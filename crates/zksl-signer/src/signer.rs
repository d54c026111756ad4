use ed25519_dalek::{Signature, Signer as _, SigningKey, Verifier as _, VerifyingKey};
use thiserror::Error;
use zksl_commitment::CommitmentPreimage;
use zksl_core::{AggregatorConfig, LedgerPubkey, Seq};

#[derive(Debug, Error)]
pub enum SigningError {
    #[error(
        "aggregator key mismatch: locally loaded key does not match the allowed pubkey for seq {seq}"
    )]
    AggregatorKeyMismatch { seq: Seq },
    #[error("invalid signature")]
    InvalidSignature,
}

/// Holds the aggregator's Ed25519 keypair and produces detached signatures
/// over commitment preimages, enforcing the current-vs-next key schedule.
///
/// The secret key never leaves this process; `Debug` only ever prints the
/// public half.
pub struct AggregatorSigner {
    signing_key: SigningKey,
}

impl AggregatorSigner {
    pub fn new(signing_key: SigningKey) -> Self {
        Self { signing_key }
    }

    pub fn public_key(&self) -> LedgerPubkey {
        LedgerPubkey(self.signing_key.verifying_key().to_bytes())
    }

    /// Sign `preimage` for anchoring at `seq`, under `config`'s activation
    /// schedule. Fails with [`SigningError::AggregatorKeyMismatch`] if the
    /// locally loaded public key is not the allowed pubkey for `seq`.
    pub fn sign(
        &self,
        preimage: &CommitmentPreimage,
        seq: Seq,
        config: &AggregatorConfig,
    ) -> Result<Signature, SigningError> {
        let allowed = config.allowed_pubkey(seq);
        if self.public_key().0 != allowed.0 {
            return Err(SigningError::AggregatorKeyMismatch { seq });
        }
        Ok(self.signing_key.sign(preimage.as_bytes()))
    }
}

impl std::fmt::Debug for AggregatorSigner {
    fn fmt(&self, f: &mut std::fmt::Formatter<'_>) -> std::fmt::Result {
        write!(f, "AggregatorSigner {{ public_key: {:?} }}", self.public_key())
    }
}

/// Verify a detached Ed25519 signature over a 110-byte preimage. Used both
/// by tests and by the pre-verification path mirrored in the transaction
/// the submitter assembles (see `zksl-submit`).
pub fn verify(
    pubkey: &LedgerPubkey,
    preimage: &CommitmentPreimage,
    signature: &Signature,
) -> Result<(), SigningError> {
    let vk = VerifyingKey::from_bytes(&pubkey.0).map_err(|_| SigningError::InvalidSignature)?;
    vk.verify(preimage.as_bytes(), signature)
        .map_err(|_| SigningError::InvalidSignature)
}

#[cfg(test)]
mod tests {
    use super::*;
    use rand::rngs::OsRng;
    use zksl_commitment::CommitmentInputs;
    use zksl_core::ProofHash;

    fn preimage() -> CommitmentPreimage {
        CommitmentPreimage::build(&CommitmentInputs {
            chain_id: 1,
            program_id: LedgerPubkey([0u8; 32]),
            proof_hash: ProofHash::from_bytes([0u8; 32]),
            start_slot: 1,
            end_slot: 1,
            seq: 1,
        })
    }

    #[test]
    fn sign_and_verify_round_trip() {
        let key = SigningKey::generate(&mut OsRng);
        let pubkey = LedgerPubkey(key.verifying_key().to_bytes());
        let signer = AggregatorSigner::new(key);
        let config = AggregatorConfig {
            aggregator_pubkey: pubkey,
            next_aggregator_pubkey: pubkey,
            activation_seq: 1000,
            chain_id: 1,
        };
        let sig = signer.sign(&preimage(), 1, &config).unwrap();
        assert!(verify(&pubkey, &preimage(), &sig).is_ok());
    }

    #[test]
    fn signing_fails_when_key_not_allowed_for_seq() {
        let current = SigningKey::generate(&mut OsRng);
        let other = SigningKey::generate(&mut OsRng);
        let config = AggregatorConfig {
            aggregator_pubkey: LedgerPubkey(current.verifying_key().to_bytes()),
            next_aggregator_pubkey: LedgerPubkey(other.verifying_key().to_bytes()),
            activation_seq: 5,
            chain_id: 1,
        };

        // Signer holds the *current* key but seq has crossed the activation
        // cliff, so `next_aggregator_pubkey` is now required.
        let signer = AggregatorSigner::new(current);
        let err = signer.sign(&preimage(), 5, &config).unwrap_err();
        assert!(matches!(err, SigningError::AggregatorKeyMismatch { seq: 5 }));
    }

    #[test]
    fn tampered_preimage_fails_verification() {
        let key = SigningKey::generate(&mut OsRng);
        let pubkey = LedgerPubkey(key.verifying_key().to_bytes());
        let signer = AggregatorSigner::new(key);
        let config = AggregatorConfig {
            aggregator_pubkey: pubkey,
            next_aggregator_pubkey: pubkey,
            activation_seq: 1000,
            chain_id: 1,
        };
        let sig = signer.sign(&preimage(), 1, &config).unwrap();

        let mut tampered = preimage();
        tampered.0[0] ^= 0xff;
        assert!(verify(&pubkey, &tampered, &sig).is_err());
    }
}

+ + + + +

◆ YOUR GOAL ◆
An exact transcription of all the entries is needed.

◆ EXERCISE SOLUTION ◆
filename crates/zksl-signer/src/signer.rs
repository d54c026111756ad4
use ed25519_dalek::{Signature, Signer as _, SigningKey, Verifier as _, VerifyingKey};
use thiserror::Error;
use zksl_commitment::CommitmentPreimage;
use zksl_core::{AggregatorConfig, LedgerPubkey, Seq};

#[derive(Debug, Error)]
pub enum SigningError {
    #[error(
        "aggregator key mismatch: locally loaded key does not match the allowed pubkey for seq {seq}"
    )]
    AggregatorKeyMismatch { seq: Seq },
    #[error("invalid signature")]
    InvalidSignature,
}

/// Holds the aggregator's Ed25519 keypair and produces detached signatures
/// over commitment preimages, enforcing the current-vs-next key schedule.
///
/// The secret key never leaves this process; `Debug` only ever prints the
/// public half.
pub struct AggregatorSigner {
    signing_key: SigningKey,
}

impl AggregatorSigner {
    pub fn new(signing_key: SigningKey) -> Self {
        Self { signing_key }
    }

    pub fn public_key(&self) -> LedgerPubkey {
        LedgerPubkey(self.signing_key.verifying_key().to_bytes())
    }

    /// Sign `preimage` for anchoring at `seq`, under `config`'s activation
    /// schedule. Fails with [`SigningError::AggregatorKeyMismatch`] if the
    /// locally loaded public key is not the allowed pubkey for `seq`.
    pub fn sign(
        &self,
        preimage: &CommitmentPreimage,
        seq: Seq,
        config: &AggregatorConfig,
    ) -> Result<Signature, SigningError> {
        let allowed = config.allowed_pubkey(seq);
        if self.public_key().0 != allowed.0 {
            return Err(SigningError::AggregatorKeyMismatch { seq });
        }
        Ok(self.signing_key.sign(preimage.as_bytes()))
    }
}

impl std::fmt::Debug for AggregatorSigner {
    fn fmt(&self, f: &mut std::fmt::Formatter<'_>) -> std::fmt::Result {
        write!(f, "AggregatorSigner {{ public_key: {:?} }}", self.public_key())
    }
}

/// Verify a detached Ed25519 signature over a 110-byte preimage. Used both
/// by tests and by the pre-verification path mirrored in the transaction
/// the submitter assembles (see `zksl-submit`).
pub fn verify(
    pubkey: &LedgerPubkey,
    preimage: &CommitmentPreimage,
    signature: &Signature,
) -> Result<(), SigningError> {
    let vk = VerifyingKey::from_bytes(&pubkey.0).map_err(|_| SigningError::InvalidSignature)?;
    vk.verify(preimage.as_bytes(), signature)
        .map_err(|_| SigningError::InvalidSignature)
}

#[cfg(test)]
mod tests {
    use super::*;
    use rand::rngs::OsRng;
    use zksl_commitment::CommitmentInputs;
    use zksl_core::ProofHash;

    fn preimage() -> CommitmentPreimage {
        CommitmentPreimage::build(&CommitmentInputs {
            chain_id: 1,
            program_id: LedgerPubkey([0u8; 32]),
            proof_hash: ProofHash::from_bytes([0u8; 32]),
            start_slot: 1,
            end_slot: 1,
            seq: 1,
        })
    }

    #[test]
    fn sign_and_verify_round_trip() {
        let key = SigningKey::generate(&mut OsRng);
        let pubkey = LedgerPubkey(key.verifying_key().to_bytes());
        let signer = AggregatorSigner::new(key);
        let config = AggregatorConfig {
            aggregator_pubkey: pubkey,
            next_aggregator_pubkey: pubkey,
            activation_seq: 1000,
            chain_id: 1,
        };
        let sig = signer.sign(&preimage(), 1, &config).unwrap();
        assert!(verify(&pubkey, &preimage(), &sig).is_ok());
    }

    #[test]
    fn signing_fails_when_key_not_allowed_for_seq() {
        let current = SigningKey::generate(&mut OsRng);
        let other = SigningKey::generate(&mut OsRng);
        let config = AggregatorConfig {
            aggregator_pubkey: LedgerPubkey(current.verifying_key().to_bytes()),
            next_aggregator_pubkey: LedgerPubkey(other.verifying_key().to_bytes()),
            activation_seq: 5,
            chain_id: 1,
        };

        // Signer holds the *current* key but seq has crossed the activation
        // cliff, so `next_aggregator_pubkey` is now required.
        let signer = AggregatorSigner::new(current);
        let err = signer.sign(&preimage(), 5, &config).unwrap_err();
        assert!(matches!(err, SigningError::AggregatorKeyMismatch { seq: 5 }));
    }

    #[test]
    fn tampered_preimage_fails_verification() {
        let key = SigningKey::generate(&mut OsRng);
        let pubkey = LedgerPubkey(key.verifying_key().to_bytes());
        let signer = AggregatorSigner::new(key);
        let config = AggregatorConfig {
            aggregator_pubkey: pubkey,
            next_aggregator_pubkey: pubkey,
            activation_seq: 1000,
            chain_id: 1,
        };
        let sig = signer.sign(&preimage(), 1, &config).unwrap();

        let mut tampered = preimage();
        tampered.0[0] ^= 0xff;
        assert!(verify(&pubkey, &tampered, &sig).is_err());
    }
}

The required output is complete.